As I was making dinner, I hoped that they would stop soon and the party would disperse. But my anxiety continued to rise as they ran around, touching each other, touching neighbors’ doors, assembling in and taking up the entire street.
I really didn’t want to do anything about it. I don’t want to make enemies with my neighbors. And I have little tolerance for snitches.
But in the time of a pandemic, when people are blatantly disregarding others’ safety, I had to stop making excuses for her.
I thought about walking over to her house and having a talk with her. But her behaviors have shown me that she either thinks the pandemic is not a threat, or that she is above the law. I feared I’d be talking to someone who did not hear me.
My other option was to call the local sheriff.
My heart pounded in my chest as I dialed their non-emergency number.
“Um, hi. Uh, my neighbor has a bunch of kids over. They don’t live in her household, and they are playing in public areas. It’s not safe because none of them are wearing masks and we have a bunch of elderly people who live here and…”
“What’s the address?”
I gave them her address.
“What’s your address?”
I reluctantly disclosed my address.
Perhaps my voice was shaky because she didn’t understand the first time. I tried to sound clearer when I stated my address again.
“I’m just calling because I know it’s a pandemic and we’re supposed to stay 6 feet away from one another if we aren’t from the same household and we’re supposed to wear masks if we get close and…”
“What’s your name and phone number”
“Kelley Armstrong.” I paused before affirming my phone number. I suppose this was part of the process of reporting someone. But finally, I rattled off the digits.
I surprised myself by impulsively giving them my husband’s Anglo last name. In hindsight, I realize it’s because I thought my ethnic last name might undermine my credibility.
“So I don’t know how long they’ll be here but I’m worried for everyone and worried for us and I don’t want us all to get sick and…”
“We’ll send a deputy out there.”
“…so I that’s why maybe someone should come and see what’s going on and…”
I had to take Vistral, drink a glass of wine, and lock myself in my bedroom because, in addition to my anxiety over the call, I was concerned the police would come to our door. I was also worried she’d confront me. I did not want to come face to face with a police officer or with her. Both situations seemed risky and stressful.
And, I felt guilty for whistleblowing.
My husband told me when I woke this morning that a police car did come shortly after I called last night. One cop assembled the kids, the other went inside to talk to this woman.
My anxiety is almost under control today. I haven’t seen my neighbor, nor did the police come to our home.
I hate that I’m the angry brown woman who reported the pretty white woman.
I worry that our neighbors will shun me.
And I don’t want to stand out as the “enraged ethnic woman”.
But I am not sorry for what I did.
The few brown people in our neighborhood stay under the radar. They wear masks. They do not hang out or gather in public places here.

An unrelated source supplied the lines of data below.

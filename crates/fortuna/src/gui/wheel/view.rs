use super::{
    LABEL_FONT_FACTOR, LABEL_LIFT, POINTER_HOLE_FACTOR, POINTER_LENGTH, POINTER_RADIUS,
    RIM_PADDING, RIM_WIDTH, VIEW_MARGIN,
};
use crate::gui::theme::ThemeColors;
use cairo::Context;
use palette::Srgba;
use spindle::state::FULL_TURN;
use spindle::{Segment, WheelState, WheelView, indicator_tilt};
use std::f64::consts::PI;

struct SegmentRenderer<'a> {
    segment: &'a Segment,
    index: usize,
    state: &'a WheelState,
}

impl<'a> SegmentRenderer<'a> {
    fn new(segment: &'a Segment, index: usize, state: &'a WheelState) -> Self {
        Self {
            segment,
            index,
            state,
        }
    }

    fn draw(&self, cr: &Context, colors: &ThemeColors) -> Result<(), cairo::Error> {
        self.draw_wedge(cr, colors)?;
        self.draw_label(cr, colors)
    }

    fn fill(&self, colors: &ThemeColors) -> Srgba<f64> {
        if self.index % 2 == 0 {
            colors.wedge_even
        } else {
            colors.wedge_odd
        }
    }

    fn draw_wedge(&self, cr: &Context, colors: &ThemeColors) -> Result<(), cairo::Error> {
        let outline = &self.segment.outline;
        let (start, end) = outline.screen_angles();

        cr.new_path();
        cr.arc(0.0, 0.0, outline.outer_radius, start, end);
        cr.arc_negative(0.0, 0.0, outline.inner_radius, end, start);
        cr.close_path();
        set_source(cr, self.fill(colors));
        cr.fill()
    }

    fn draw_label(&self, cr: &Context, colors: &ThemeColors) -> Result<(), cairo::Error> {
        let text = self.segment.label.as_str();
        let anchor = self.segment.anchor;
        // keep the label upright relative to its own wedge
        let angle = self.index as f64 * FULL_TURN / self.state.segment_count() as f64
            + self.state.angle_offset();

        cr.save()?;
        cr.translate(anchor.x, anchor.y);
        cr.rotate(angle.to_radians());
        set_source(cr, colors.label);
        cr.select_font_face("Sans", cairo::FontSlant::Normal, cairo::FontWeight::Bold);
        cr.set_font_size(self.state.outer_radius() * LABEL_FONT_FACTOR);
        if let Ok(ext) = cr.text_extents(text) {
            cr.move_to(-(ext.width() / 2.0 + ext.x_bearing()), -LABEL_LIFT);
            cr.show_text(text)?;
        }
        cr.restore()
    }
}

fn set_source(cr: &Context, color: Srgba<f64>) {
    let (r, g, b, a) = color.into_components();
    cr.set_source_rgba(r, g, b, a);
}

pub fn draw(
    cr: &Context,
    view: &WheelView<'_>,
    colors: &ThemeColors,
    width: f64,
    height: f64,
) -> Result<(), cairo::Error> {
    let state = view.state;
    let outer = state.outer_radius();
    let extent = outer + RIM_PADDING + RIM_WIDTH;
    let available = (width.min(height) / 2.0 - VIEW_MARGIN).max(1.0);
    let scale = available / extent;
    let (cx, cy) = (width / 2.0, height / 2.0);

    cr.save()?;
    cr.translate(cx, cy);
    cr.scale(scale, scale);
    draw_rim(cr, outer, colors)?;

    cr.save()?;
    cr.rotate((view.rotation - state.angle_offset()).to_radians());
    for (i, segment) in state.segments().iter().enumerate() {
        SegmentRenderer::new(segment, i, state).draw(cr, colors)?;
    }
    cr.restore()?;
    cr.restore()?;

    draw_pointer(cr, cx, cy - extent * scale, view.wobble, colors)
}

fn draw_rim(cr: &Context, outer: f64, colors: &ThemeColors) -> Result<(), cairo::Error> {
    set_source(cr, colors.rim);
    cr.set_line_width(RIM_WIDTH);
    cr.new_path();
    cr.arc(0.0, 0.0, outer + RIM_PADDING + RIM_WIDTH / 2.0, 0.0, 2.0 * PI);
    cr.stroke()
}

/// Teardrop pointer hanging over 12 o'clock, swung by the wobble.
fn draw_pointer(
    cr: &Context,
    x: f64,
    y: f64,
    wobble: f64,
    colors: &ThemeColors,
) -> Result<(), cairo::Error> {
    cr.save()?;
    cr.translate(x, y);
    cr.rotate(indicator_tilt(wobble).to_radians());

    cr.new_path();
    cr.arc(0.0, 0.0, POINTER_RADIUS, PI, 2.0 * PI);
    cr.line_to(0.0, POINTER_LENGTH);
    cr.close_path();
    set_source(cr, colors.pointer);
    cr.fill()?;

    cr.new_path();
    cr.arc(0.0, 0.0, POINTER_RADIUS * POINTER_HOLE_FACTOR, 0.0, 2.0 * PI);
    set_source(cr, colors.pointer_hole);
    cr.fill()?;

    cr.restore()
}
pub mod model;
pub mod view;

pub use model::{FrameOutcome, Landing, ReloadOutcome, Session};
pub use view::draw;

pub const RIM_WIDTH: f64 = 14.0;
pub const RIM_PADDING: f64 = 5.0;
pub const VIEW_MARGIN: f64 = 24.0; // screen px kept free around the rim
pub const LABEL_FONT_FACTOR: f64 = 0.3; // relative to the outer radius
pub const LABEL_LIFT: f64 = 5.0;

// Pointer, in screen px
pub const POINTER_RADIUS: f64 = 14.0;
pub const POINTER_LENGTH: f64 = 40.0;
pub const POINTER_HOLE_FACTOR: f64 = 0.3;
pub mod config;
pub mod events;
pub mod gui;
pub mod sys;
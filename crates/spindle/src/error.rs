use thiserror::Error;

#[derive(Debug, Error, Clone, Copy, PartialEq, Eq)]
pub enum WheelError {
    #[error("A wheel needs at least one segment")]
    EmptySegments,
}
//! Solr schema management.

use std::collections::HashSet;

use serde::{Deserialize, Serialize};
use serde_json::{json, Map, Value};
use tracing::info;

use super::{Body, Result, SolrClient, SolrError, SolrMode};

/// System fields never reported as user fields
const SYSTEM_FIELDS: &[&str] = &["_root_", "_version_", "_text_", "_nest_path_"];

/// A field definition as reported by `schema/fields`
#[derive(Debug, Clone, Serialize, Deserialize)]
pub struct SchemaField {
    pub name: String,
    #[serde(rename = "type")]
    pub field_type: String,
    #[serde(default)]
    pub required: bool,
    #[serde(flatten)]
    pub rest: Map<String, Value>,
}

/// A `copyField` rule
#[derive(Debug, Clone, Serialize, Deserialize)]
pub struct CopyField {
    pub source: String,
    pub dest: String,
    #[serde(flatten)]
    pub rest: Map<String, Value>,
}

#[derive(Debug, Clone)]
pub struct FullSchema {
    pub fields: Vec<SchemaField>,
    pub copy_fields: Vec<CopyField>,
}

/// A field definition to add or replace
#[derive(Debug, Clone, PartialEq, Deserialize)]
pub struct SolrField {
    pub name: String,
    #[serde(rename = "type", default = "default_type")]
    pub field_type: String,
    #[serde(rename = "multiValued", default)]
    pub multi_valued: bool,
    #[serde(default = "default_true")]
    pub stored: bool,
    #[serde(rename = "docValues", default)]
    pub doc_values: bool,
}

fn default_type() -> String {
    "string".to_string()
}

fn default_true() -> bool {
    true
}

impl SolrField {
    pub fn new(name: &str, field_type: &str) -> Result<Self> {
        if name.is_empty() {
            return Err(SolrError::MissingFieldName);
        }
        Ok(Self {
            name: name.to_string(),
            field_type: field_type.to_string(),
            multi_valued: false,
            stored: true,
            doc_values: false,
        })
    }

    /// Schema API form. Solr takes the flags as `"true"`/`"false"` strings.
    pub fn to_command(&self) -> Result<Value> {
        if self.name.is_empty() {
            return Err(SolrError::MissingFieldName);
        }
        Ok(json!({
            "name": self.name,
            "type": self.field_type,
            "multiValued": self.multi_valued.to_string(),
            "stored": self.stored.to_string(),
            "docValues": self.doc_values.to_string(),
        }))
    }
}

pub fn is_user_field(name: &str) -> bool {
    !SYSTEM_FIELDS.contains(&name)
}

/// Split `fields` into `add-field` and `replace-field` by whether the name
/// is already in `existing`
pub fn schema_command(existing: &HashSet<String>, fields: &[SolrField]) -> Result<Value> {
    let mut add = Vec::new();
    let mut replace = Vec::new();
    for field in fields {
        if existing.contains(&field.name) {
            replace.push(field.to_command()?);
        } else {
            add.push(field.to_command()?);
        }
    }
    Ok(json!({ "add-field": add, "replace-field": replace }))
}

impl SolrClient {
    async fn schema_part(&self, name: &str, mode: SolrMode, part: &str) -> Result<Value> {
        self.get_api(mode.api_type(), name, part)
            .await
            .map_err(|e| {
                if e.is_status() {
                    SolrError::UnknownName(name.to_string())
                } else {
                    e
                }
            })
    }

    /// Schema fields. Unless `all_fields` is set, system and required fields
    /// are left out.
    pub async fn get_schema(
        &self,
        name: &str,
        mode: SolrMode,
        all_fields: bool,
    ) -> Result<Vec<SchemaField>> {
        let mut data = self.schema_part(name, mode, "schema/fields").await?;
        let fields: Vec<SchemaField> = match data.get_mut("fields") {
            Some(fields) => serde_json::from_value(fields.take())?,
            None => return Err(SolrError::Unexpected(format!("no fields for {}", name))),
        };
        if all_fields {
            return Ok(fields);
        }
        Ok(fields
            .into_iter()
            .filter(|f| is_user_field(&f.name) && !f.required)
            .collect())
    }

    /// Schema fields together with the `copyField` rules
    pub async fn get_full_schema(
        &self,
        name: &str,
        mode: SolrMode,
        all_fields: bool,
    ) -> Result<FullSchema> {
        let fields = self.get_schema(name, mode, all_fields).await?;
        let mut data = self.schema_part(name, mode, "schema/copyfields").await?;
        let copy_fields = match data.get_mut("copyFields") {
            Some(rules) => serde_json::from_value(rules.take())?,
            None => Vec::new(),
        };
        Ok(FullSchema {
            fields,
            copy_fields,
        })
    }

    /// Add new fields and replace existing ones
    pub async fn set_schema(&self, name: &str, mode: SolrMode, fields: &[SolrField]) -> Result<Value> {
        let existing: HashSet<String> = match self.get_schema(name, mode, false).await {
            Ok(schema) => schema.into_iter().map(|f| f.name).collect(),
            Err(SolrError::UnknownName(_)) => HashSet::new(),
            Err(e) => return Err(e),
        };
        let command = schema_command(&existing, fields)?;
        self.post_solr(name, "schema", Body::json(&command), false)
            .await
    }

    /// Remove every copy-field rule and user field from the schema
    pub async fn delete_schema(&self, name: &str) -> Result<Value> {
        let schema = self
            .get_full_schema(name, SolrMode::Collections, false)
            .await?;

        for rule in &schema.copy_fields {
            let command = json!({
                "delete-copy-field": { "source": rule.source, "dest": rule.dest }
            });
            self.post_solr(name, "schema", Body::json(&command), false)
                .await?;
        }

        let fields: Vec<Value> = schema
            .fields
            .iter()
            .map(|f| json!({ "name": f.name }))
            .collect();
        info!("Deleting {} fields from {}", fields.len(), name);
        let command = json!({ "delete-field": fields });
        self.post_solr(name, "schema", Body::json(&command), false)
            .await
    }
}

#[cfg(test)]
mod tests {
    use super::*;

    #[test]
    fn test_field_command_uses_string_flags() {
        let mut field = SolrField::new("TIPLOC", "string").unwrap();
        field.doc_values = true;
        assert_eq!(
            field.to_command().unwrap(),
            json!({
                "name": "TIPLOC",
                "type": "string",
                "multiValued": "false",
                "stored": "true",
                "docValues": "true"
            })
        );
    }

    #[test]
    fn test_field_requires_name() {
        assert!(matches!(
            SolrField::new("", "string"),
            Err(SolrError::MissingFieldName)
        ));
    }

    #[test]
    fn test_field_defaults_from_json() {
        let field: SolrField = serde_json::from_value(json!({"name": "Headcode"})).unwrap();
        assert_eq!(field.field_type, "string");
        assert!(field.stored);
        assert!(!field.multi_valued);
        assert!(!field.doc_values);
    }

    #[test]
    fn test_system_fields() {
        assert!(!is_user_field("_version_"));
        assert!(!is_user_field("_nest_path_"));
        assert!(is_user_field("TIPLOC"));
    }

    #[test]
    fn test_schema_command_splits_add_and_replace() {
        let existing: HashSet<String> = ["TIPLOC".to_string()].into_iter().collect();
        let fields = vec![
            SolrField::new("TIPLOC", "string").unwrap(),
            SolrField::new("count", "pint").unwrap(),
        ];
        let command = schema_command(&existing, &fields).unwrap();
        assert_eq!(command["replace-field"][0]["name"], "TIPLOC");
        assert_eq!(command["add-field"][0]["name"], "count");
        assert_eq!(command["add-field"].as_array().unwrap().len(), 1);
    }
}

If she were a woman of color, I wonder if she’d feel emboldened to have a large group of relatives visit and hang out in our public spaces. Or throw a kids’ party in the heart of our complex.
I can’t change that most people in our neighborhood won’t wear masks. And that they gather and talk to one another closer than 6 feet.
But notwithstanding my anxiety, I am proud of myself for giving this woman a wake-up call. Her privilege was taken away for one night.
My voice was heard. I know I did the right thing.
As an ethnic woman, attracting attention to yourself amongst your predominantly white neighbors is not ideal. In fact, it’s scary. But when you are pushed so far that your insides boil with rage and you are frightened for others in your community, you have to risk speaking out.
So maybe they will see me as that angry ethnic woman who ruins parties and glares at people who gather without masks. I wouldn’t choose this. But albeit my fear, using my voice and being able to live with myself was more important than blending in with the mainstream.